In March 1940, independent film producer Lester Cowan purchased the screen rights to "Babylon Revisited" for $1,000. Known for producing the 1940 film My Little Chickadee starring W.C. Fields and Mae West, Cowan planned to develop the film with Harry Cohn's Columbia Studios. Cowan hired F. Scott Fitzgerald to adapt the work at $500 per week, ultimately paying the struggling author a total of $5,000. Although this weekly salary fell well below Fitzgerald's usual studio rate, Cowan promised him a bonus if the film reached production.

Although initially wary of Cowan, Fitzgerald soon grew comfortable working with him, believing the producer respected his craft. Despite the lower pay, Fitzgerald devoted himself to the project, appreciating the chance to adapt one of his finest stories without outside interference. By August 1940, he completed his second draft, titled Cosmopolitan, and included an author's note warning that, like Rebecca or The Shop Around the Corner, the story should have no moral lessons whatsoever, leaving viewers to draw their own conclusions about the perils of excess in the Jazz Age.

After the author's death in December 1940, Fitzgerald's screenplay adaptation of "Babylon Revisited" failed to be produced, and Lester Cowan sold the screen rights to Metro-Goldwyn-Mayer.
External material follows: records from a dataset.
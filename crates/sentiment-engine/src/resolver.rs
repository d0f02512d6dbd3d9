//! Logits → probabilities → label resolution

use serde::Serialize;
use tracing::debug;

use crate::labels::{LabelEntry, LabelTable};
use crate::InferenceError;

/// Outcome of one classification request
#[derive(Debug, Clone, Serialize)]
pub struct InferenceResult {
    /// Index into the active label table (after any remapping)
    pub predicted_index: usize,
    /// Probability mass of the winning model class (0.0 to 1.0)
    pub confidence: f32,
    /// Softmax distribution over the model's classes
    pub probabilities: Vec<f32>,
    /// Resolved display record
    pub label: LabelEntry,
}

/// Numerically stable softmax over a logit vector.
pub fn softmax(logits: &[f32]) -> Vec<f32> {
    let max = logits.iter().copied().fold(f32::NEG_INFINITY, f32::max);
    let exps: Vec<f32> = logits.iter().map(|&x| (x - max).exp()).collect();
    let sum: f32 = exps.iter().sum();
    exps.into_iter().map(|e| e / sum).collect()
}

/// Index and value of the largest probability. Ties go to the lowest index.
pub fn argmax(probs: &[f32]) -> Option<(usize, f32)> {
    probs
        .iter()
        .copied()
        .enumerate()
        .fold(None, |best, (i, p)| match best {
            Some((_, bp)) if bp >= p => best,
            _ => Some((i, p)),
        })
}

/// Whether a binary-trained model is being shown through the ternary table.
pub fn binary_to_ternary_applies(model_classes: usize, labels: &LabelTable) -> bool {
    model_classes == 2 && labels.len() == 3
}

/// Compatibility shim for a binary-trained model shown through the ternary
/// table: raw class 1 (positive) maps to index 2, raw class 0 is unchanged.
///
/// Outside that pairing the raw index is returned as-is.
pub fn remap_binary_to_ternary(
    raw_index: usize,
    model_classes: usize,
    labels: &LabelTable,
) -> usize {
    if !binary_to_ternary_applies(model_classes, labels) {
        return raw_index;
    }
    match raw_index {
        1 => 2,
        other => other,
    }
}

/// Convert raw model logits into an [`InferenceResult`].
pub fn resolve(
    logits: &[f32],
    model_classes: usize,
    labels: &LabelTable,
) -> Result<InferenceResult, InferenceError> {
    if logits.len() != model_classes {
        return Err(InferenceError::InferenceFailed(format!(
            "expected {} logits, got {}",
            model_classes,
            logits.len()
        )));
    }
    if logits.iter().any(|x| !x.is_finite()) {
        return Err(InferenceError::InferenceFailed(
            "model produced non-finite logits".to_string(),
        ));
    }

    let probabilities = softmax(logits);
    let (raw_index, confidence) = argmax(&probabilities)
        .ok_or_else(|| InferenceError::InferenceFailed("model produced no logits".to_string()))?;

    let predicted_index = remap_binary_to_ternary(raw_index, model_classes, labels);

    let label = *labels
        .get(predicted_index)
        .ok_or(InferenceError::LabelOutOfRange {
            index: predicted_index,
            len: labels.len(),
        })?;

    debug!(
        raw_index,
        predicted_index,
        confidence,
        label = label.name,
        "resolved prediction"
    );

    Ok(InferenceResult {
        predicted_index,
        confidence,
        probabilities,
        label,
    })
}
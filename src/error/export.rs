// Export error types
//
// Export failures are logged and never block run finalization or status
// reporting; the error type exists so the CSV and plot writers can report
// precisely what went wrong.

use log::error;
use std::fmt;

/// Log an export error with structured context
pub fn log_export_error(err: &ExportError, context: &str) {
    error!("Export error in {}: {}", context, err);
}

/// Errors raised while writing CSV files or rendering the plot.
#[derive(Debug, Clone, PartialEq)]
pub enum ExportError {
    /// Filesystem-level failure (create/write/flush).
    Io { path: String, details: String },

    /// CSV serialization failure.
    Csv { path: String, details: String },

    /// Plot rendering failure.
    Plot { path: String, details: String },
}

impl fmt::Display for ExportError {
    fn fmt(&self, f: &mut fmt::Formatter<'_>) -> fmt::Result {
        match self {
            ExportError::Io { path, details } => write!(f, "I/O error on {}: {}", path, details),
            ExportError::Csv { path, details } => {
                write!(f, "CSV write error on {}: {}", path, details)
            }
            ExportError::Plot { path, details } => {
                write!(f, "Plot render error on {}: {}", path, details)
            }
        }
    }
}

impl std::error::Error for ExportError {}

#[cfg(test)]
mod tests {
    use super::*;

    #[test]
    fn test_export_error_display() {
        let err = ExportError::Csv {
            path: "all_data.csv".to_string(),
            details: "disk full".to_string(),
        };
        assert!(err.to_string().contains("all_data.csv"));
        assert!(err.to_string().contains("disk full"));
    }
}
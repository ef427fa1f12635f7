// CSV export of one sample view
//
// Columns: Time, TX, RX1..RX7, NewTime. NewTime is the device timestamp
// rebased to the first sample of the view. An empty view produces an empty
// file (the download endpoints still serve it), matching the rig's
// long-standing file contract.

use std::fs::File;
use std::path::Path;

use crate::error::ExportError;
use crate::sample::{Sample, RX_CHANNELS};

pub(crate) fn write_csv(path: &Path, samples: &[Sample]) -> Result<(), ExportError> {
    if samples.is_empty() {
        File::create(path).map_err(|err| ExportError::Io {
            path: path.display().to_string(),
            details: err.to_string(),
        })?;
        return Ok(());
    }

    let mut writer = csv::Writer::from_path(path).map_err(|err| ExportError::Csv {
        path: path.display().to_string(),
        details: err.to_string(),
    })?;

    writer
        .write_record(header())
        .map_err(|err| ExportError::Csv {
            path: path.display().to_string(),
            details: err.to_string(),
        })?;

    let base = samples[0].timestamp_ms;
    for sample in samples {
        let mut record = Vec::with_capacity(3 + RX_CHANNELS);
        record.push(sample.timestamp_ms.to_string());
        record.push(sample.tx.to_string());
        for value in &sample.rx {
            record.push(value.to_string());
        }
        record.push((sample.timestamp_ms - base).to_string());

        writer.write_record(&record).map_err(|err| ExportError::Csv {
            path: path.display().to_string(),
            details: err.to_string(),
        })?;
    }

    writer.flush().map_err(|err| ExportError::Io {
        path: path.display().to_string(),
        details: err.to_string(),
    })
}

fn header() -> Vec<String> {
    let mut columns = vec!["Time".to_string(), "TX".to_string()];
    for channel in 1..=RX_CHANNELS {
        columns.push(format!("RX{}", channel));
    }
    columns.push("NewTime".to_string());
    columns
}
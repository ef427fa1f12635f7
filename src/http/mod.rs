//! HTTP surface of the rig server.

pub mod routes;

pub use routes::{build_router, run_http_server, AppState};
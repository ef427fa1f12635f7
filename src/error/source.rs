// Acquisition source error types

use log::error;
use std::fmt;

/// Log a source error with structured context
pub fn log_source_error(err: &SourceError, context: &str) {
    error!("Source error in {}: {}", context, err);
}

/// Errors raised by sample acquisition adapters.
#[derive(Debug, Clone, PartialEq)]
pub enum SourceError {
    /// The serial port could not be opened.
    OpenFailed { port: String, details: String },

    /// The source was asked to start while already running.
    AlreadyRunning,
}

impl fmt::Display for SourceError {
    fn fmt(&self, f: &mut fmt::Formatter<'_>) -> fmt::Result {
        match self {
            SourceError::OpenFailed { port, details } => {
                write!(f, "Failed to open serial port {}: {}", port, details)
            }
            SourceError::AlreadyRunning => write!(f, "Sample source already running"),
        }
    }
}

impl std::error::Error for SourceError {}
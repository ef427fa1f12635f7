//! Per-run CSV and plot export.
//!
//! Each finalized run overwrites four process-local files in the configured
//! data directory: one CSV per sample view and one PNG line chart of the
//! full run. Export failures are logged and never block finalization or
//! status reporting.

mod csv;
mod plot;

use std::path::{Path, PathBuf};

use crate::classify::Mode;
use crate::error::log_export_error;
use crate::store::StoreSnapshot;

pub const ALL_CSV: &str = "all_data.csv";
pub const UNTOUCH_CSV: &str = "untouch_data.csv";
pub const TOUCH_CSV: &str = "touch_data.csv";
pub const PLOT_PNG: &str = "all_data_plot.png";

/// Writes a run's collected data to the configured directory.
#[derive(Debug, Clone)]
pub struct Exporter {
    data_dir: PathBuf,
}

impl Exporter {
    pub fn new(data_dir: PathBuf) -> Self {
        Self { data_dir }
    }

    pub fn data_dir(&self) -> &Path {
        &self.data_dir
    }

    pub fn all_csv_path(&self) -> PathBuf {
        self.data_dir.join(ALL_CSV)
    }

    pub fn untouch_csv_path(&self) -> PathBuf {
        self.data_dir.join(UNTOUCH_CSV)
    }

    pub fn touch_csv_path(&self) -> PathBuf {
        self.data_dir.join(TOUCH_CSV)
    }

    pub fn plot_path(&self) -> PathBuf {
        self.data_dir.join(PLOT_PNG)
    }

    /// Write the three CSV views and render the plot.
    ///
    /// Every failure is logged and swallowed; a partially failed export
    /// still leaves whatever files did succeed.
    pub fn export_run(&self, snapshot: &StoreSnapshot, mode: Mode) {
        if let Err(err) = std::fs::create_dir_all(&self.data_dir) {
            log::error!(
                "Failed to create data directory {:?}: {}",
                self.data_dir,
                err
            );
            return;
        }

        for (path, samples) in [
            (self.all_csv_path(), &snapshot.all),
            (self.untouch_csv_path(), &snapshot.untouch),
            (self.touch_csv_path(), &snapshot.touch),
        ] {
            if let Err(err) = csv::write_csv(&path, samples) {
                log_export_error(&err, "export_run");
            } else {
                log::info!("{} saved ({} samples)", path.display(), samples.len());
            }
        }

        if snapshot.all.is_empty() {
            log::info!("No data available for plotting");
            return;
        }
        match plot::render_plot(&self.plot_path(), &snapshot.all, mode) {
            Ok(()) => log::info!("Plot saved to {}", self.plot_path().display()),
            Err(err) => log_export_error(&err, "export_run"),
        }
    }
}

#[cfg(test)]
mod tests {
    use super::*;
    use crate::sample::{Sample, RX_CHANNELS};
    use tempfile::tempdir;

    fn sample(ts: f64, value: f64) -> Sample {
        Sample::new(ts, 1.0, [value; RX_CHANNELS])
    }

    #[test]
    fn test_export_run_writes_all_files() {
        let dir = tempdir().unwrap();
        let exporter = Exporter::new(dir.path().to_path_buf());

        let snapshot = StoreSnapshot {
            all: vec![sample(100.0, 10.0), sample(200.0, 20.0)],
            untouch: vec![sample(100.0, 10.0)],
            touch: vec![sample(200.0, 20.0)],
        };
        exporter.export_run(&snapshot, Mode::SoftHard);

        assert!(exporter.all_csv_path().exists());
        assert!(exporter.untouch_csv_path().exists());
        assert!(exporter.touch_csv_path().exists());
        assert!(exporter.plot_path().exists());
    }

    #[test]
    fn test_export_run_empty_views_create_empty_csvs_and_no_plot() {
        let dir = tempdir().unwrap();
        let exporter = Exporter::new(dir.path().to_path_buf());

        exporter.export_run(&StoreSnapshot::default(), Mode::FreshRotten);

        assert!(exporter.all_csv_path().exists());
        assert_eq!(std::fs::read(exporter.all_csv_path()).unwrap().len(), 0);
        assert!(!exporter.plot_path().exists());
    }

    #[test]
    fn test_export_run_overwrites_previous_run() {
        let dir = tempdir().unwrap();
        let exporter = Exporter::new(dir.path().to_path_buf());

        let first = StoreSnapshot {
            all: vec![sample(100.0, 10.0), sample(200.0, 20.0)],
            untouch: Vec::new(),
            touch: Vec::new(),
        };
        exporter.export_run(&first, Mode::SoftHard);
        let first_len = std::fs::read(exporter.all_csv_path()).unwrap().len();

        let second = StoreSnapshot {
            all: vec![sample(300.0, 30.0)],
            untouch: Vec::new(),
            touch: Vec::new(),
        };
        exporter.export_run(&second, Mode::SoftHard);
        let second_len = std::fs::read(exporter.all_csv_path()).unwrap().len();

        assert!(second_len < first_len);
    }
}
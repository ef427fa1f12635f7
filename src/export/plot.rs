// PNG line chart of all collected samples
//
// RX1..RX7 against NewTime (device timestamp rebased to the first sample),
// one line per channel, legend in the corner. The file is overwritten on
// every run.

use std::path::Path;

use plotters::prelude::*;

use crate::classify::Mode;
use crate::error::ExportError;
use crate::sample::{Sample, RX_CHANNELS};

const PLOT_SIZE: (u32, u32) = (1000, 600);

const CHANNEL_COLORS: [RGBColor; RX_CHANNELS] = [
    RED,
    BLUE,
    GREEN,
    MAGENTA,
    CYAN,
    BLACK,
    RGBColor(255, 140, 0),
];

pub(crate) fn render_plot(path: &Path, samples: &[Sample], mode: Mode) -> Result<(), ExportError> {
    if samples.is_empty() {
        return Ok(());
    }

    let plot_err = |details: String| ExportError::Plot {
        path: path.display().to_string(),
        details,
    };

    let base = samples[0].timestamp_ms;
    let x_max = samples
        .iter()
        .map(|s| s.timestamp_ms - base)
        .fold(0.0f64, f64::max)
        .max(1.0);

    let y_max = samples
        .iter()
        .flat_map(|s| s.rx.iter().copied())
        .fold(0.0f64, f64::max)
        .max(1.0);
    let y_min = samples
        .iter()
        .flat_map(|s| s.rx.iter().copied())
        .fold(f64::INFINITY, f64::min)
        .min(0.0);

    let path_str = path.display().to_string();
    let root = BitMapBackend::new(&path_str, PLOT_SIZE).into_drawing_area();
    root.fill(&WHITE).map_err(|e| plot_err(e.to_string()))?;

    let mut chart = ChartBuilder::on(&root)
        .caption(
            format!("Sensor Data ({})", mode.display_name()),
            ("sans-serif", 22).into_font(),
        )
        .margin(10)
        .x_label_area_size(40)
        .y_label_area_size(60)
        .build_cartesian_2d(0f64..x_max * 1.02, y_min..y_max * 1.05)
        .map_err(|e| plot_err(e.to_string()))?;

    chart
        .configure_mesh()
        .x_desc("Time (ms)")
        .y_desc("Sensor Value")
        .draw()
        .map_err(|e| plot_err(e.to_string()))?;

    for channel in 0..RX_CHANNELS {
        let color = CHANNEL_COLORS[channel];
        chart
            .draw_series(LineSeries::new(
                samples
                    .iter()
                    .map(|s| (s.timestamp_ms - base, s.rx[channel])),
                &color,
            ))
            .map_err(|e| plot_err(e.to_string()))?
            .label(format!("RX{}", channel + 1))
            .legend(move |(x, y)| PathElement::new(vec![(x, y), (x + 18, y)], &color));
    }

    chart
        .configure_series_labels()
        .background_style(&WHITE.mix(0.8))
        .border_style(&BLACK)
        .draw()
        .map_err(|e| plot_err(e.to_string()))?;

    root.present().map_err(|e| plot_err(e.to_string()))
}

#[cfg(test)]
mod tests {
    use super::*;
    use tempfile::tempdir;

    #[test]
    fn test_render_plot_writes_png() {
        let dir = tempdir().unwrap();
        let path = dir.path().join("all_data_plot.png");

        let samples: Vec<Sample> = (0..20)
            .map(|i| {
                let mut rx = [0.0; RX_CHANNELS];
                for (c, slot) in rx.iter_mut().enumerate() {
                    *slot = (i * 10 + c as i32 * 5) as f64;
                }
                Sample::new(1000.0 + i as f64 * 50.0, 1.0, rx)
            })
            .collect();

        render_plot(&path, &samples, Mode::SoftHard).expect("render");

        let bytes = std::fs::read(&path).unwrap();
        // PNG magic number
        assert_eq!(&bytes[..4], &[0x89, b'P', b'N', b'G']);
    }

    #[test]
    fn test_render_plot_empty_is_noop() {
        let dir = tempdir().unwrap();
        let path = dir.path().join("all_data_plot.png");

        render_plot(&path, &[], Mode::FreshRotten).expect("render");
        assert!(!path.exists());
    }

    #[test]
    fn test_render_plot_single_sample() {
        let dir = tempdir().unwrap();
        let path = dir.path().join("all_data_plot.png");

        let sample = Sample::new(500.0, 1.0, [5.0; RX_CHANNELS]);
        render_plot(&path, &[sample], Mode::FreshRotten).expect("render");
        assert!(path.exists());
    }
}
Fourteen years later, following the revival of Fitzgerald's popularity as an author, MGM hired Philip G. Epstein, Julius J. Epstein, and Richard Brooks to adapt the story for the 1954 film The Last Time I Saw Paris. Starring Van Johnson as Charles and Elizabeth Taylor as Helen, the setting was changed to post-World War II Paris and the main character of Charles turned into an aspiring novelist.